Child of the Sixties

Apinya Wechayachai, a dedicated individual committed to shaping a compassionate community

Sirinya Wattanasukchai, Jaime Gill
Apinya Wechayachai and mother.
Apinya Wechayachai/2023
Apinya Wechayachai and mother.
18 December 2023

Apinya Wechayachai was born in 1955 in Chumphon, at a time when UNICEF, the Royal Thai Government and partners were working to improve healthcare nationwide. As the daughter of a hospital director and a nurse, Apinya benefited from these advances early, and was breastfed and received vaccinations against diseases which still claimed the lives of many Thai children.

Apinya grew up in a “secure, middle-class family where fears and worries were nonexistent”, but witnessed the struggles of the disadvantaged families her parents helped. “When I was young, I would go to remote villages with my parents when they provided voluntary medical service. Flooding was regular in Chumphon back then. Villagers would come to our clinic to get relief bags filled with food.”

Apinya later went to boarding school and university in Bangkok, becoming increasingly socially conscious. “There was no single defining moment or incident that changed my life,” she says. “My perspective has been shaped by a series of experiences, shifting my perspective from ‘pity’ to ‘empathy’. Pitying those who struggle often leads to a sense of superiority. But I’ve learned that understanding their resilience can empower us.”

Apinya’s career has taken many turns, as a hospital librarian, social worker, researcher, editor and ultimately a lecturer at Thammasat University, from 1997 on. It was here that she came to learn more about UNICEF’s role supporting Thailand’s development both directly and indirectly. “UNICEF funded many of the studies I worked on. This research has gradually influenced Thailand’s working systems, helping us identify hidden problems and address them more efficiently.”

Through the years, Apinya kept her sense of empathy, and tried to pass it on to her students. “In the aftermath of the Indian Ocean Tsunami, I visited Krabi with approximately 20 of my students, to provide them with first-hand experience. I encountered a toddler who clung to her mother incessantly. Later, I discovered that during the tsunami, the mother managed to save the toddler by holding her to her chest, but tragically lost her older son, whom she was only holding by the hand.” She and her students established a centre where traumatized children could play and learn. Apinya has now retired, but stays active, reading 100 books a year and continuing field visits.

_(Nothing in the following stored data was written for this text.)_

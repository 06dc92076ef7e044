//! fixture_editor: add / edit dialogs for body fixtures.
//!
//! Widgets only emit [`DialogAction`]s. The plugin reduces queued actions into
//! the single active dialog once per frame and reports closed dialogs through
//! [`FixtureDialogClosed`]. The same dialog types can also be driven
//! synchronously through [`AddFixtureDialog::show`].

mod command;
mod dialog;
mod draft;
mod filter_editor;
pub mod panels;
mod reducer;
#[cfg(feature = "ui")]
pub mod ui;
mod widgets;

pub use command::*;
pub use dialog::*;
pub use draft::*;
pub use filter_editor::*;
pub use panels::{
    CirclePanel, CommandEffect, DialogOwner, FixturePanel, InputPanel, PolygonPanel, RectanglePanel,
    ShapeKind, ShapePanel, TransformPanel,
};
pub use reducer::*;
#[cfg(feature = "ui")]
pub use ui::FixtureEditorUiPlugin;
pub use widgets::*;

use bevy::prelude::*;

#[derive(SystemSet, Debug, Hash, PartialEq, Eq, Clone, Copy)]
pub enum FixtureEditorSet {
    /// Open requests become the active dialog.
    Input,
    /// Queued actions are applied to the active dialog.
    Apply,
    /// Dialog and message rendering.
    Present,
}

pub struct FixtureEditorPlugin {
    pub defaults: FixtureDefaults,
    pub add_title: String,
    pub edit_title: String,
    pub icon: Option<String>,
}

impl Default for FixtureEditorPlugin {
    fn default() -> Self {
        Self {
            defaults: FixtureDefaults::default(),
            add_title: "Add Fixture".into(),
            edit_title: "Edit Fixture".into(),
            icon: None,
        }
    }
}

/// Titles and icon used for dialogs opened through events.
#[derive(Resource, Debug, Clone)]
pub struct DialogChrome {
    pub add_title: String,
    pub edit_title: String,
    pub icon: Option<String>,
}

impl Plugin for FixtureEditorPlugin {
    fn build(&self, app: &mut App) {
        app.add_event::<OpenAddFixtureDialog>()
            .add_event::<OpenEditFixtureDialog>()
            .add_event::<FixtureDialogInput>()
            .add_event::<FixtureDialogClosed>()
            .insert_resource(self.defaults.clone())
            .insert_resource(DialogChrome {
                add_title: self.add_title.clone(),
                edit_title: self.edit_title.clone(),
                icon: self.icon.clone(),
            })
            .init_resource::<ActiveFixtureDialog>()
            .init_resource::<DialogMessages>()
            .configure_sets(
                Update,
                (FixtureEditorSet::Input, FixtureEditorSet::Apply, FixtureEditorSet::Present).chain(),
            )
            .add_systems(Update, open_fixture_dialogs.in_set(FixtureEditorSet::Input))
            .add_systems(Update, apply_dialog_input.in_set(FixtureEditorSet::Apply));
    }
}
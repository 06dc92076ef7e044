use bevy::ecs::system::SystemState;
use bevy::prelude::*;
use bevy_rapier2d::prelude::*;
use fixture_model::*;

fn spawn_with(fixture: Fixture) -> (App, Entity) {
    let mut app = App::new();
    app.add_plugins(MinimalPlugins);
    let e = app.world_mut().spawn_empty().id();
    {
        let mut commands = app.world_mut().commands();
        insert_fixture(&mut commands.entity(e), &fixture, 50.0).unwrap();
    }
    app.world_mut().flush();
    (app, e)
}

#[test]
fn sensor_marker_follows_flag() {
    let mut fixture = Fixture::new(ConvexShape::circle(0.5).unwrap());
    fixture.sensor = true;
    let (mut app, e) = spawn_with(fixture.clone());
    assert!(app.world().get::<Sensor>(e).is_some());
    assert_eq!(app.world().get::<Fixture>(e), Some(&fixture));

    fixture.sensor = false;
    {
        let mut commands = app.world_mut().commands();
        insert_fixture(&mut commands.entity(e), &fixture, 50.0).unwrap();
    }
    app.world_mut().flush();
    assert!(app.world().get::<Sensor>(e).is_none());
}

#[test]
fn collider_enables_filter_hooks() {
    let mut fixture = Fixture::new(ConvexShape::rectangle(1.0, 2.0).unwrap());
    fixture.filter = CollisionFilter::category_filter(0b100, ALL_CATEGORIES);
    let (app, e) = spawn_with(fixture);
    assert_eq!(app.world().get::<ActiveHooks>(e), Some(&fixture_hooks()));
    assert!(app.world().get::<CollisionGroups>(e).is_none());
    assert!(app.world().get::<Collider>(e).is_some());
    assert_eq!(app.world().get::<Name>(e).unwrap().as_str(), "Fixture");
}

#[test]
fn hook_lets_default_meet_empty_category() {
    let mut empty = Fixture::new(ConvexShape::circle(0.5).unwrap());
    empty.filter = CollisionFilter::category_filter(0, ALL_CATEGORIES);
    let (mut app, a) = spawn_with(empty.clone());
    let b = app.world_mut().spawn(Fixture::new(ConvexShape::circle(0.5).unwrap())).id();
    let c = app.world_mut().spawn(empty).id();
    let plain = app.world_mut().spawn_empty().id();

    let mut state = SystemState::<FixtureFilterHook>::new(app.world_mut());
    let hook = state.get(app.world());
    assert!(hook.allows_pair(a, b));
    assert!(hook.allows_pair(b, a));
    assert!(hook.allows_pair(a, plain));
    assert!(!hook.allows_pair(a, c));
}

#[test]
fn hook_applies_category_rule() {
    let mut left = Fixture::new(ConvexShape::circle(0.5).unwrap());
    left.filter = CollisionFilter::category_filter(0b01, 0b10);
    let mut right = left.clone();
    right.filter = CollisionFilter::category_filter(0b10, 0b01);
    let mut loner = left.clone();
    loner.filter = CollisionFilter::category_filter(0b10, 0b10);

    let mut app = App::new();
    app.add_plugins(MinimalPlugins);
    let l = app.world_mut().spawn(left).id();
    let r = app.world_mut().spawn(right).id();
    let x = app.world_mut().spawn(loner).id();

    let mut state = SystemState::<FixtureFilterHook>::new(app.world_mut());
    let hook = state.get(app.world());
    assert!(hook.allows_pair(l, r));
    assert!(!hook.allows_pair(l, x));
}
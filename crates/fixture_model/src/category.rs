//! Named collision categories shown in the filter lists.

/// Number of entries in [`CATEGORIES`] ("All" plus 31 numbered categories).
pub const CATEGORY_COUNT: usize = 32;

/// Wildcard bits: matches every category. All 32 bits are set, one more than
/// a signed 32-bit maximum (`0x7FFF_FFFF`) would cover; the extra top bit has
/// no numbered category, so list selections are unaffected.
pub const ALL_CATEGORIES: u32 = u32::MAX;

#[derive(Debug, Clone, Copy, PartialEq, Eq)]
pub struct CategoryOption {
    pub value: u32,
    pub label: &'static str,
}

const fn option(index: usize, label: &'static str) -> CategoryOption {
    let value = if index == 0 { ALL_CATEGORIES } else { 1u32 << (index - 1) };
    CategoryOption { value, label }
}

pub static CATEGORIES: [CategoryOption; CATEGORY_COUNT] = [
    option(0, "All"),
    option(1, "Category 1"),
    option(2, "Category 2"),
    option(3, "Category 3"),
    option(4, "Category 4"),
    option(5, "Category 5"),
    option(6, "Category 6"),
    option(7, "Category 7"),
    option(8, "Category 8"),
    option(9, "Category 9"),
    option(10, "Category 10"),
    option(11, "Category 11"),
    option(12, "Category 12"),
    option(13, "Category 13"),
    option(14, "Category 14"),
    option(15, "Category 15"),
    option(16, "Category 16"),
    option(17, "Category 17"),
    option(18, "Category 18"),
    option(19, "Category 19"),
    option(20, "Category 20"),
    option(21, "Category 21"),
    option(22, "Category 22"),
    option(23, "Category 23"),
    option(24, "Category 24"),
    option(25, "Category 25"),
    option(26, "Category 26"),
    option(27, "Category 27"),
    option(28, "Category 28"),
    option(29, "Category 29"),
    option(30, "Category 30"),
    option(31, "Category 31"),
];

/// OR of the values of the selected list indices. Indices past the table are ignored.
pub fn bits_of(indices: &[usize]) -> u32 {
    indices
        .iter()
        .filter_map(|&i| CATEGORIES.get(i))
        .fold(0, |acc, c| acc | c.value)
}

/// List indices (1..=31, ascending) whose bit is fully set in `value`.
/// Index 0 is never reported; a wildcard value selects every numbered category.
pub fn indices_of(value: u32) -> Vec<usize> {
    CATEGORIES
        .iter()
        .enumerate()
        .skip(1)
        .filter(|(_, c)| value & c.value == c.value)
        .map(|(i, _)| i)
        .collect()
}

#[cfg(test)]
mod tests {
    use super::*;

    #[test]
    fn table_layout() {
        assert_eq!(CATEGORIES[0].label, "All");
        assert_eq!(CATEGORIES[0].value, ALL_CATEGORIES);
        for (i, c) in CATEGORIES.iter().enumerate().skip(1) {
            assert_eq!(c.label, format!("Category {i}"));
            assert_eq!(c.value, 1 << (i - 1));
        }
    }

    #[test]
    fn numbered_categories_are_distinct_single_bits() {
        let mut seen = 0u32;
        for c in &CATEGORIES[1..] {
            assert_eq!(c.value.count_ones(), 1);
            assert_eq!(seen & c.value, 0);
            seen |= c.value;
        }
        assert_eq!(seen, 0x7FFF_FFFF);
    }

    #[test]
    fn empty_selection_is_zero() {
        assert_eq!(bits_of(&[]), 0);
        assert!(indices_of(0).is_empty());
    }

    #[test]
    fn out_of_range_indices_ignored() {
        assert_eq!(bits_of(&[1, 99]), 1);
    }
}
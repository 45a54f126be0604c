#![no_main]
use chd_verify::decompress::cdrom::{self, CdScratch, SectorCodec};
use chd_verify::decompress::{Inflater, LzmaDecoder};
use chd_verify::formats::CD_FRAME_SIZE;
use libfuzzer_sys::fuzz_target;

fuzz_target!(|data: &[u8]| {
    if data.len() < 2 {
        return;
    }

    // Byte 0: frames per block (1-8), byte 1: sector codec
    let frames = 1 + (data[0] % 8) as usize;
    let block_len = frames * CD_FRAME_SIZE;
    let input = &data[2..];

    let mut out = vec![0u8; block_len];
    let mut inflater = Inflater::new();
    let mut scratch = CdScratch::default();
    if data[1] & 1 == 0 {
        let _ = cdrom::decode(input, &mut out, SectorCodec::Deflate, &mut inflater, &mut scratch);
    } else {
        let mut lzma = LzmaDecoder::chd(block_len as u32);
        let _ = cdrom::decode(input, &mut out, SectorCodec::Lzma(&mut lzma), &mut inflater, &mut scratch);
    }
});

Reflecting on Thailand’s recent history, Apinya says, “The country has embraced international practices, such as the Convention on the Rights of the Child. Adopting these practices is crucial to becoming an integral part of the global society.” Looking to the future, Apinya hopes “everyone can find a safe space. Divergent perspectives should not be seen as right or wrong, but rather an opportunity to learn from one another. Respecting others, although challenging, is the key to coexistence.”

About “Child of the Decade” Blog Series

For each decade UNICEF has worked in Thailand, we will share the story of a child who grew up then. They were chosen to reflect Thailand’s diversity, rather than provide a case study of UNICEF’s work – although their lives have been shaped by the improved healthcare, education and opportunities we have worked towards.